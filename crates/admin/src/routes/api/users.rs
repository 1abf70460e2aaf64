//! User API handlers.

use axum::{
    Json,
    extract::{Query, State, rejection::JsonRejection},
    http::StatusCode,
};
use boutique_core::UserId;
use boutique_core::catalog::{NewUser, User, UserUpdate};
use tracing::instrument;

use super::{IdQuery, Message, UpdateBody, not_found};
use crate::db::UserRepository;
use crate::error::Result;
use crate::state::AppState;

/// All users, newest first.
#[instrument(skip(state))]
pub async fn list(State(state): State<AppState>) -> Result<Json<Vec<User>>> {
    let users = UserRepository::new(state.pool()).list_all().await?;
    Ok(Json(users))
}

/// Register a user.
#[instrument(skip(state, payload))]
pub async fn create(
    State(state): State<AppState>,
    payload: std::result::Result<Json<NewUser>, JsonRejection>,
) -> Result<(StatusCode, Json<User>)> {
    let Json(user) = payload?;
    let email = user.validate()?;

    let created = UserRepository::new(state.pool()).create(&user, &email).await?;
    tracing::info!(id = %created.id, "User created");

    Ok((StatusCode::CREATED, Json(created)))
}

/// Update the fields present in the body.
#[instrument(skip(state, payload))]
pub async fn update(
    State(state): State<AppState>,
    payload: std::result::Result<Json<UpdateBody<UserId, UserUpdate>>, JsonRejection>,
) -> Result<Json<User>> {
    let Json(UpdateBody { id, fields }) = payload?;
    let email = fields.validate()?;

    let updated = UserRepository::new(state.pool())
        .update(id, &fields, email.as_ref())
        .await
        .map_err(not_found("User"))?;

    Ok(Json(updated))
}

/// Delete a user by `?id=N`.
#[instrument(skip(state))]
pub async fn delete(
    State(state): State<AppState>,
    Query(query): Query<IdQuery>,
) -> Result<Json<Message>> {
    let id: UserId = query.parse()?;

    UserRepository::new(state.pool())
        .delete(id)
        .await
        .map_err(not_found("User"))?;
    tracing::info!(%id, "User deleted");

    Ok(Json(Message {
        message: "User deleted",
    }))
}
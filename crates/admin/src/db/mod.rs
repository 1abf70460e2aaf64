//! Database operations for the catalog.
//!
//! # Schema: `catalog`
//!
//! ## Tables
//!
//! - `catalog.product` - Products (unique slug)
//! - `catalog.sub_category` - Subcategories under a parent category (unique slug)
//! - `catalog.user` - Registered users (unique email)
//!
//! # Migrations
//!
//! Migrations are stored in `crates/admin/migrations/` and run via:
//! ```bash
//! cargo run -p boutique-cli -- migrate
//! ```

pub mod products;
pub mod subcategories;
pub mod users;

use std::time::Duration;

use secrecy::ExposeSecret;
use sqlx::PgPool;
use sqlx::postgres::PgPoolOptions;
use thiserror::Error;

pub use products::ProductRepository;
pub use subcategories::SubCategoryRepository;
pub use users::UserRepository;

/// Errors that can occur during repository operations.
#[derive(Debug, Error)]
pub enum RepositoryError {
    /// Database error from sqlx.
    #[error("database error: {0}")]
    Database(#[from] sqlx::Error),

    /// Data in the database is corrupted or invalid.
    #[error("data corruption: {0}")]
    DataCorruption(String),

    /// Requested entity was not found.
    #[error("not found")]
    NotFound,

    /// Constraint violation (e.g., unique email).
    #[error("constraint violation: {0}")]
    Conflict(String),
}

/// Map a unique-constraint violation to `Conflict`, anything else to `Database`.
fn conflict_or(e: sqlx::Error, message: impl FnOnce() -> String) -> RepositoryError {
    if let sqlx::Error::Database(ref db_err) = e
        && db_err.is_unique_violation()
    {
        return RepositoryError::Conflict(message());
    }
    RepositoryError::Database(e)
}

/// Create a `PostgreSQL` connection pool with sensible defaults.
///
/// # Arguments
///
/// * `database_url` - `PostgreSQL` connection string (wrapped in `SecretString`)
///
/// # Errors
///
/// Returns `sqlx::Error` if the connection cannot be established.
pub async fn create_pool(database_url: &secrecy::SecretString) -> Result<PgPool, sqlx::Error> {
    PgPoolOptions::new()
        .max_connections(10)
        .min_connections(2)
        .acquire_timeout(Duration::from_secs(10))
        .connect(database_url.expose_secret())
        .await
}

#[cfg(test)]
mod tests {
    use super::*;

    #[test]
    fn test_non_unique_errors_stay_database_errors() {
        let err = conflict_or(sqlx::Error::RowNotFound, || "taken".to_string());
        assert!(matches!(err, RepositoryError::Database(_)));
    }
}
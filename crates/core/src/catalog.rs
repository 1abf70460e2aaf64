//! Catalog records: products, subcategories, and users.
//!
//! Each record mirrors one stored document. JSON field names are camelCase
//! (`countInStock`, `subCategory`, `parentCategory`) so the REST payloads keep
//! the shape the storefront and admin clients already consume.
//!
//! Input bodies (`New*` for creation, `*Update` for partial updates) carry
//! their own `validate()` so handlers can reject bad input before any
//! database work happens.

use chrono::{DateTime, Utc};
use serde::{Deserialize, Serialize};

use crate::types::{
    Email, EmailError, Price, PriceError, ProductId, Slug, SlugError, StockCount, SubCategoryId,
    UserId,
};

/// Image served when a product has no image of its own.
pub const PLACEHOLDER_IMAGE: &str = "/static/images/placeholder.svg";

/// Stock photo used when no category-specific fallback exists.
const DEFAULT_FALLBACK_PHOTO: &str = "1515886657613-9f3515b0c78f";

/// Category-specific fallback photos for broken product images.
const CATEGORY_FALLBACK_PHOTOS: &[(&str, &str)] = &[
    ("Jackets", "1551006917-0624bb7c3cfd"),
    ("Accessories", "1523275335684-37898b6baf30"),
    ("Shoes", "1549298916-b41d501d3772"),
    ("Pants", "1541099649105-f69ad21f3246"),
    ("Home", "1513519245088-0e12902e5a38"),
    ("Electronics", "1498050108023-c5249f4df085"),
    ("Shirts", "1523381235312-3c1a403824ae"),
];

/// Highest allowed product rating.
pub const MAX_RATING: f64 = 5.0;

/// Errors raised by input validation.
#[derive(thiserror::Error, Debug, Clone, PartialEq)]
pub enum ValidationError {
    /// A required field is missing or blank.
    #[error("{0} is required")]
    MissingField(&'static str),

    /// A numeric field is below zero.
    #[error("{0} cannot be negative")]
    Negative(&'static str),

    /// The rating is outside `0..=5`.
    #[error("rating must be between 0 and 5 (got {0})")]
    RatingOutOfRange(f64),

    /// The slug could not be derived or is malformed.
    #[error("invalid slug: {0}")]
    Slug(#[from] SlugError),

    /// The email address is malformed.
    #[error("invalid email: {0}")]
    Email(#[from] EmailError),

    /// The price cannot be stored as given.
    #[error("invalid price: {0}")]
    Price(#[from] PriceError),
}

/// Reject blank strings for required fields.
fn require(value: &str, field: &'static str) -> Result<(), ValidationError> {
    if value.trim().is_empty() {
        return Err(ValidationError::MissingField(field));
    }
    Ok(())
}

/// Reject blank strings for optional fields that were provided.
fn require_if_present(value: Option<&str>, field: &'static str) -> Result<(), ValidationError> {
    value.map_or(Ok(()), |v| require(v, field))
}

fn check_rating(rating: f64) -> Result<(), ValidationError> {
    if !(0.0..=MAX_RATING).contains(&rating) {
        return Err(ValidationError::RatingOutOfRange(rating));
    }
    Ok(())
}

// =============================================================================
// Products
// =============================================================================

/// A catalog item.
#[derive(Debug, Clone, Serialize, Deserialize, PartialEq)]
#[cfg_attr(feature = "postgres", derive(sqlx::FromRow))]
#[serde(rename_all = "camelCase")]
pub struct Product {
    pub id: ProductId,
    pub name: String,
    pub slug: Slug,
    pub category: String,
    pub sub_category: Option<String>,
    pub brand: Option<String>,
    /// Primary image shown in grids.
    pub image: Option<String>,
    /// Additional gallery images.
    pub images: Vec<String>,
    pub price: Price,
    pub count_in_stock: StockCount,
    pub description: Option<String>,
    pub rating: f64,
    pub num_reviews: i32,
    /// Delivery estimate shown under the name, e.g. "2-4 days".
    pub delivery_time: Option<String>,
    pub weight: Option<String>,
    pub is_featured: bool,
    pub created_at: DateTime<Utc>,
    pub updated_at: DateTime<Utc>,
}

impl Product {
    /// Primary image URL, or the placeholder when none is set.
    #[must_use]
    pub fn image_url(&self) -> &str {
        self.image
            .as_deref()
            .filter(|url| !url.is_empty())
            .unwrap_or(PLACEHOLDER_IMAGE)
    }

    /// Stock photo to swap in when the primary image fails to load.
    #[must_use]
    pub fn fallback_image_url(&self) -> String {
        fallback_image_url(&self.category)
    }

    /// Whether at least one unit is available.
    #[must_use]
    pub const fn is_in_stock(&self) -> bool {
        self.count_in_stock.is_available()
    }
}

/// Category-keyed stock photo URL.
#[must_use]
pub fn fallback_image_url(category: &str) -> String {
    let photo_id = CATEGORY_FALLBACK_PHOTOS
        .iter()
        .find(|(name, _)| *name == category)
        .map_or(DEFAULT_FALLBACK_PHOTO, |&(_, id)| id);
    format!("https://images.unsplash.com/photo-{photo_id}?q=80&w=1020&auto=format&fit=crop")
}

/// Body for creating a product.
#[derive(Debug, Clone, Serialize, Deserialize)]
#[serde(rename_all = "camelCase")]
pub struct NewProduct {
    pub name: String,
    /// Explicit slug; derived from `name` when absent.
    #[serde(default)]
    pub slug: Option<String>,
    pub category: String,
    #[serde(default)]
    pub sub_category: Option<String>,
    #[serde(default)]
    pub brand: Option<String>,
    #[serde(default)]
    pub image: Option<String>,
    #[serde(default)]
    pub images: Vec<String>,
    pub price: Price,
    #[serde(default)]
    pub count_in_stock: StockCount,
    #[serde(default)]
    pub description: Option<String>,
    #[serde(default)]
    pub rating: f64,
    #[serde(default)]
    pub num_reviews: i32,
    #[serde(default)]
    pub delivery_time: Option<String>,
    #[serde(default)]
    pub weight: Option<String>,
    #[serde(default)]
    pub is_featured: bool,
}

impl NewProduct {
    /// Check required fields and ranges.
    ///
    /// # Errors
    ///
    /// Returns the first [`ValidationError`] found.
    pub fn validate(&self) -> Result<(), ValidationError> {
        require(&self.name, "name")?;
        require(&self.category, "category")?;
        self.price.check_storable()?;
        check_rating(self.rating)?;
        if self.num_reviews < 0 {
            return Err(ValidationError::Negative("numReviews"));
        }
        self.resolved_slug()?;
        Ok(())
    }

    /// The slug to store: the explicit one if given, else derived from the name.
    ///
    /// # Errors
    ///
    /// Returns [`ValidationError::Slug`] if the slug is malformed or cannot
    /// be derived.
    pub fn resolved_slug(&self) -> Result<Slug, ValidationError> {
        match self.slug.as_deref().filter(|s| !s.is_empty()) {
            Some(explicit) => Ok(Slug::parse(explicit)?),
            None => Ok(Slug::from_name(&self.name)?),
        }
    }
}

/// Body for a partial product update. Absent fields are left unchanged.
#[derive(Debug, Clone, Default, Serialize, Deserialize)]
#[serde(rename_all = "camelCase", default)]
pub struct ProductUpdate {
    pub name: Option<String>,
    pub slug: Option<String>,
    pub category: Option<String>,
    pub sub_category: Option<String>,
    pub brand: Option<String>,
    pub image: Option<String>,
    pub images: Option<Vec<String>>,
    pub price: Option<Price>,
    pub count_in_stock: Option<StockCount>,
    pub description: Option<String>,
    pub rating: Option<f64>,
    pub num_reviews: Option<i32>,
    pub delivery_time: Option<String>,
    pub weight: Option<String>,
    pub is_featured: Option<bool>,
}

impl ProductUpdate {
    /// Check the provided fields.
    ///
    /// # Errors
    ///
    /// Returns the first [`ValidationError`] found.
    pub fn validate(&self) -> Result<(), ValidationError> {
        require_if_present(self.name.as_deref(), "name")?;
        require_if_present(self.category.as_deref(), "category")?;
        if let Some(price) = self.price {
            price.check_storable()?;
        }
        if let Some(rating) = self.rating {
            check_rating(rating)?;
        }
        if self.num_reviews.is_some_and(|n| n < 0) {
            return Err(ValidationError::Negative("numReviews"));
        }
        self.slug_update()?;
        Ok(())
    }

    /// How this update changes the slug: an explicit slug wins, otherwise a
    /// name in the body carries its derived slug.
    ///
    /// # Errors
    ///
    /// Returns [`ValidationError::Slug`] if the slug is malformed or cannot
    /// be derived from the name.
    pub fn slug_update(&self) -> Result<SlugUpdate, ValidationError> {
        if let Some(explicit) = self.slug.as_deref().filter(|s| !s.is_empty()) {
            return Ok(SlugUpdate::Set(Slug::parse(explicit)?));
        }
        match &self.name {
            Some(name) => Ok(SlugUpdate::FollowName {
                name: name.trim().to_owned(),
                slug: Slug::from_name(name)?,
            }),
            None => Ok(SlugUpdate::Keep),
        }
    }
}

/// The slug side of a product update.
///
/// Edit forms resend the whole record, so a name in the body is not by
/// itself a rename. [`SlugUpdate::FollowName`] only applies when the stored
/// name actually differs.
#[derive(Debug, Clone, PartialEq, Eq)]
pub enum SlugUpdate {
    /// Leave the stored slug alone.
    Keep,
    /// Store this slug.
    Set(Slug),
    /// Store `slug` if the product is renamed to `name`.
    FollowName { name: String, slug: Slug },
}

impl SlugUpdate {
    /// The slug to write, given the product's stored name.
    #[must_use]
    pub fn resolve(&self, stored_name: &str) -> Option<&Slug> {
        match self {
            Self::Keep => None,
            Self::Set(slug) => Some(slug),
            Self::FollowName { name, slug } => (name != stored_name).then_some(slug),
        }
    }
}

// =============================================================================
// Subcategories
// =============================================================================

/// A grouping under a parent category.
#[derive(Debug, Clone, Serialize, Deserialize, PartialEq, Eq)]
#[cfg_attr(feature = "postgres", derive(sqlx::FromRow))]
#[serde(rename_all = "camelCase")]
pub struct SubCategory {
    pub id: SubCategoryId,
    pub name: String,
    pub slug: Slug,
    pub parent_category: String,
    pub description: Option<String>,
    pub created_at: DateTime<Utc>,
    pub updated_at: DateTime<Utc>,
}

/// Body for creating a subcategory. The slug is always derived from the name.
#[derive(Debug, Clone, Serialize, Deserialize)]
#[serde(rename_all = "camelCase")]
pub struct NewSubCategory {
    pub name: String,
    pub parent_category: String,
    #[serde(default)]
    pub description: Option<String>,
}

impl NewSubCategory {
    /// Check required fields and derive the slug.
    ///
    /// # Errors
    ///
    /// Returns a [`ValidationError`] for blank fields or an underivable slug.
    pub fn validate(&self) -> Result<Slug, ValidationError> {
        require(&self.name, "name")?;
        require(&self.parent_category, "parentCategory")?;
        Ok(Slug::from_name(&self.name)?)
    }
}

/// Body for a partial subcategory update.
#[derive(Debug, Clone, Default, Serialize, Deserialize)]
#[serde(rename_all = "camelCase", default)]
pub struct SubCategoryUpdate {
    pub name: Option<String>,
    pub parent_category: Option<String>,
    pub description: Option<String>,
}

impl SubCategoryUpdate {
    /// Check provided fields; returns the new slug when the name changes.
    ///
    /// # Errors
    ///
    /// Returns a [`ValidationError`] for blank fields or an underivable slug.
    pub fn validate(&self) -> Result<Option<Slug>, ValidationError> {
        require_if_present(self.parent_category.as_deref(), "parentCategory")?;
        match &self.name {
            Some(name) => {
                require(name, "name")?;
                Ok(Some(Slug::from_name(name)?))
            }
            None => Ok(None),
        }
    }
}

/// Products grouped by subcategory, as shown on the subcategory registry page.
#[derive(Debug, Clone, Serialize, Deserialize, PartialEq, Eq)]
#[cfg_attr(feature = "postgres", derive(sqlx::FromRow))]
#[serde(rename_all = "camelCase")]
pub struct SubCategorySummary {
    /// The subcategory name as written on products.
    pub name: String,
    /// Number of products carrying this subcategory.
    pub product_count: i64,
    /// Distinct parent categories the subcategory appears under, sorted.
    pub categories: Vec<String>,
}

// =============================================================================
// Users
// =============================================================================

/// A registered customer or staff member.
#[derive(Debug, Clone, Serialize, Deserialize, PartialEq, Eq)]
#[cfg_attr(feature = "postgres", derive(sqlx::FromRow))]
#[serde(rename_all = "camelCase")]
pub struct User {
    pub id: UserId,
    pub name: String,
    pub email: Email,
    pub is_admin: bool,
    pub created_at: DateTime<Utc>,
    pub updated_at: DateTime<Utc>,
}

/// Body for creating a user.
#[derive(Debug, Clone, Serialize, Deserialize)]
#[serde(rename_all = "camelCase")]
pub struct NewUser {
    pub name: String,
    pub email: String,
    #[serde(default)]
    pub is_admin: bool,
}

impl NewUser {
    /// Check required fields; returns the parsed email.
    ///
    /// # Errors
    ///
    /// Returns a [`ValidationError`] for a blank name or malformed email.
    pub fn validate(&self) -> Result<Email, ValidationError> {
        require(&self.name, "name")?;
        Ok(Email::parse(&self.email)?)
    }
}

/// Body for a partial user update.
#[derive(Debug, Clone, Default, Serialize, Deserialize)]
#[serde(rename_all = "camelCase", default)]
pub struct UserUpdate {
    pub name: Option<String>,
    pub email: Option<String>,
    pub is_admin: Option<bool>,
}

impl UserUpdate {
    /// Check provided fields; returns the parsed email when one was given.
    ///
    /// # Errors
    ///
    /// Returns a [`ValidationError`] for a blank name or malformed email.
    pub fn validate(&self) -> Result<Option<Email>, ValidationError> {
        require_if_present(self.name.as_deref(), "name")?;
        self.email
            .as_deref()
            .map(Email::parse)
            .transpose()
            .map_err(ValidationError::from)
    }
}
//! Page-number pagination.
//!
//! Listings are paged with `page` (1-based) and `pageSize` query parameters.
//! This module owns the arithmetic (offsets, page counts) and the small
//! window of numbered links rendered under result grids and admin tables.

use serde::Serialize;

/// Largest page size a client may request.
pub const MAX_PAGE_SIZE: u32 = 100;

/// Number of numbered links shown at once.
pub const PAGE_WINDOW: u32 = 5;

/// A requested page of a listing.
#[derive(Debug, Clone, Copy, PartialEq, Eq)]
pub struct PageRequest {
    page: u32,
    page_size: u32,
}

impl PageRequest {
    /// Build a request, clamping `page` to at least 1 and `page_size` into
    /// `1..=MAX_PAGE_SIZE`.
    #[must_use]
    pub fn new(page: u32, page_size: u32) -> Self {
        Self {
            page: page.max(1),
            page_size: page_size.clamp(1, MAX_PAGE_SIZE),
        }
    }

    /// Parse a `page` query value. Missing, non-numeric, or zero values mean
    /// the first page.
    #[must_use]
    pub fn from_query(page: Option<&str>, page_size: u32) -> Self {
        let page = page
            .and_then(|p| p.trim().parse::<u32>().ok())
            .unwrap_or(1);
        Self::new(page, page_size)
    }

    /// 1-based page number.
    #[must_use]
    pub const fn page(&self) -> u32 {
        self.page
    }

    /// Items per page.
    #[must_use]
    pub const fn page_size(&self) -> u32 {
        self.page_size
    }

    /// Rows to skip.
    #[must_use]
    pub const fn offset(&self) -> i64 {
        (self.page as i64 - 1) * self.page_size as i64
    }

    /// Rows to fetch.
    #[must_use]
    pub const fn limit(&self) -> i64 {
        self.page_size as i64
    }
}

/// Number of pages needed for `total` items.
#[must_use]
pub fn total_pages(total: i64, page_size: u32) -> u32 {
    if total <= 0 || page_size == 0 {
        return 0;
    }
    let pages = total.div_euclid(i64::from(page_size))
        + i64::from(total.rem_euclid(i64::from(page_size)) != 0);
    u32::try_from(pages).unwrap_or(u32::MAX)
}

/// One page of results plus the counts needed to render pagination.
#[derive(Debug, Clone, Serialize, PartialEq)]
#[serde(rename_all = "camelCase")]
pub struct Paginated<T> {
    pub items: Vec<T>,
    pub page: u32,
    pub page_size: u32,
    pub total: i64,
    pub total_pages: u32,
}

impl<T> Paginated<T> {
    /// Assemble a page from fetched rows and the unpaged total.
    #[must_use]
    pub fn new(items: Vec<T>, request: PageRequest, total: i64) -> Self {
        Self {
            items,
            page: request.page(),
            page_size: request.page_size(),
            total,
            total_pages: total_pages(total, request.page_size()),
        }
    }

    /// Transform the items, keeping the counts.
    #[must_use]
    pub fn map<U>(self, f: impl FnMut(T) -> U) -> Paginated<U> {
        Paginated {
            items: self.items.into_iter().map(f).collect(),
            page: self.page,
            page_size: self.page_size,
            total: self.total,
            total_pages: self.total_pages,
        }
    }
}

/// Page numbers to show as links around `current`.
///
/// At most [`PAGE_WINDOW`] numbers, centred on `current` where possible and
/// shifted left near the last page. Empty when there is at most one page.
#[must_use]
pub fn page_window(current: u32, total_pages: u32) -> Vec<u32> {
    if total_pages <= 1 {
        return Vec::new();
    }

    let mut start = current.saturating_sub(2).max(1);
    let end = total_pages.min(start + PAGE_WINDOW - 1);
    if end == total_pages {
        start = end.saturating_sub(PAGE_WINDOW - 1).max(1);
    }

    (start..=end).collect()
}

/// A numbered pagination link.
#[derive(Debug, Clone, PartialEq, Eq, Serialize)]
pub struct PageLink {
    pub number: u32,
    pub url: String,
    pub is_current: bool,
}

/// Everything a template needs to render pagination controls.
#[derive(Debug, Clone, PartialEq, Eq, Serialize)]
pub struct PageLinks {
    pub prev_url: String,
    pub prev_disabled: bool,
    pub next_url: String,
    pub next_disabled: bool,
    pub pages: Vec<PageLink>,
}

impl PageLinks {
    /// Build the links for `current` of `total_pages`, using `url_for` to turn
    /// a page number into an href.
    ///
    /// Returns `None` when there is nothing to paginate. A `current` past the
    /// last page is treated as the last page.
    pub fn build(
        current: u32,
        total_pages: u32,
        url_for: impl Fn(u32) -> String,
    ) -> Option<Self> {
        if total_pages <= 1 {
            return None;
        }

        let current = current.clamp(1, total_pages);
        let pages = page_window(current, total_pages)
            .into_iter()
            .map(|number| PageLink {
                number,
                url: url_for(number),
                is_current: number == current,
            })
            .collect();

        Some(Self {
            prev_url: url_for(current.saturating_sub(1).max(1)),
            prev_disabled: current <= 1,
            next_url: url_for(current.saturating_add(1).min(total_pages)),
            next_disabled: current >= total_pages,
            pages,
        })
    }
}

#[cfg(test)]
#[allow(clippy::unwrap_used)]
mod tests {
    use super::*;

    #[test]
    fn test_links_past_last_page() {
        let links = PageLinks::build(50, 3, |n| format!("?page={n}")).unwrap();
        assert_eq!(links.prev_url, "?page=2");
        assert!(!links.prev_disabled);
        assert_eq!(links.next_url, "?page=3");
        assert!(links.next_disabled);

        let current: Vec<u32> = links
            .pages
            .iter()
            .filter(|p| p.is_current)
            .map(|p| p.number)
            .collect();
        assert_eq!(current, vec![3]);
    }

    #[test]
    fn test_page_request_clamps() {
        let req = PageRequest::new(0, 0);
        assert_eq!(req.page(), 1);
        assert_eq!(req.page_size(), 1);

        let req = PageRequest::new(3, 1000);
        assert_eq!(req.page_size(), MAX_PAGE_SIZE);
    }

    #[test]
    fn test_page_request_from_query() {
        assert_eq!(PageRequest::from_query(None, 10).page(), 1);
        assert_eq!(PageRequest::from_query(Some("abc"), 10).page(), 1);
        assert_eq!(PageRequest::from_query(Some("0"), 10).page(), 1);
        assert_eq!(PageRequest::from_query(Some(" 4 "), 10).page(), 4);
    }

    #[test]
    fn test_offset_and_limit() {
        let req = PageRequest::new(3, 10);
        assert_eq!(req.offset(), 20);
        assert_eq!(req.limit(), 10);
        assert_eq!(PageRequest::new(1, 10).offset(), 0);
    }

    #[test]
    fn test_total_pages() {
        assert_eq!(total_pages(0, 10), 0);
        assert_eq!(total_pages(1, 10), 1);
        assert_eq!(total_pages(10, 10), 1);
        assert_eq!(total_pages(11, 10), 2);
        assert_eq!(total_pages(95, 9), 11);
    }

    #[test]
    fn test_paginated_counts_consistent() {
        let page = Paginated::new(vec![1, 2, 3], PageRequest::new(2, 3), 7);
        assert_eq!(page.total_pages, 3);
        assert_eq!(page.page, 2);

        let doubled = page.map(|n| n * 2);
        assert_eq!(doubled.items, vec![2, 4, 6]);
        assert_eq!(doubled.total, 7);
    }

    #[test]
    fn test_page_window_small() {
        assert!(page_window(1, 0).is_empty());
        assert!(page_window(1, 1).is_empty());
        assert_eq!(page_window(1, 3), vec![1, 2, 3]);
    }

    #[test]
    fn test_page_window_centred() {
        assert_eq!(page_window(1, 10), vec![1, 2, 3, 4, 5]);
        assert_eq!(page_window(5, 10), vec![3, 4, 5, 6, 7]);
    }

    #[test]
    fn test_page_window_near_end() {
        assert_eq!(page_window(10, 10), vec![6, 7, 8, 9, 10]);
        assert_eq!(page_window(9, 10), vec![6, 7, 8, 9, 10]);
        assert_eq!(page_window(4, 5), vec![1, 2, 3, 4, 5]);
    }

    #[test]
    fn test_page_links() {
        let links = PageLinks::build(1, 3, |n| format!("/x?page={n}")).unwrap();
        assert!(links.prev_disabled);
        assert!(!links.next_disabled);
        assert_eq!(links.next_url, "/x?page=2");
        assert_eq!(links.pages.len(), 3);
        assert!(links.pages.first().unwrap().is_current);

        let last = PageLinks::build(3, 3, |n| format!("/x?page={n}")).unwrap();
        assert!(last.next_disabled);
        assert_eq!(last.prev_url, "/x?page=2");

        assert!(PageLinks::build(1, 1, |n| n.to_string()).is_none());
    }
}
···
* TASK OBJECTIVE
There is a run of lines above from the one with "most one page." to the one with "numbered pagination link."; print exactly that run, both ends included, and nothing else.

* SOLUTION BELOW
/// shifted left near the last page. Empty when there is at most one page.
#[must_use]
pub fn page_window(current: u32, total_pages: u32) -> Vec<u32> {
    if total_pages <= 1 {
        return Vec::new();
    }

    let mut start = current.saturating_sub(2).max(1);
    let end = total_pages.min(start + PAGE_WINDOW - 1);
    if end == total_pages {
        start = end.saturating_sub(PAGE_WINDOW - 1).max(1);
    }

    (start..=end).collect()
}

/// A numbered pagination link.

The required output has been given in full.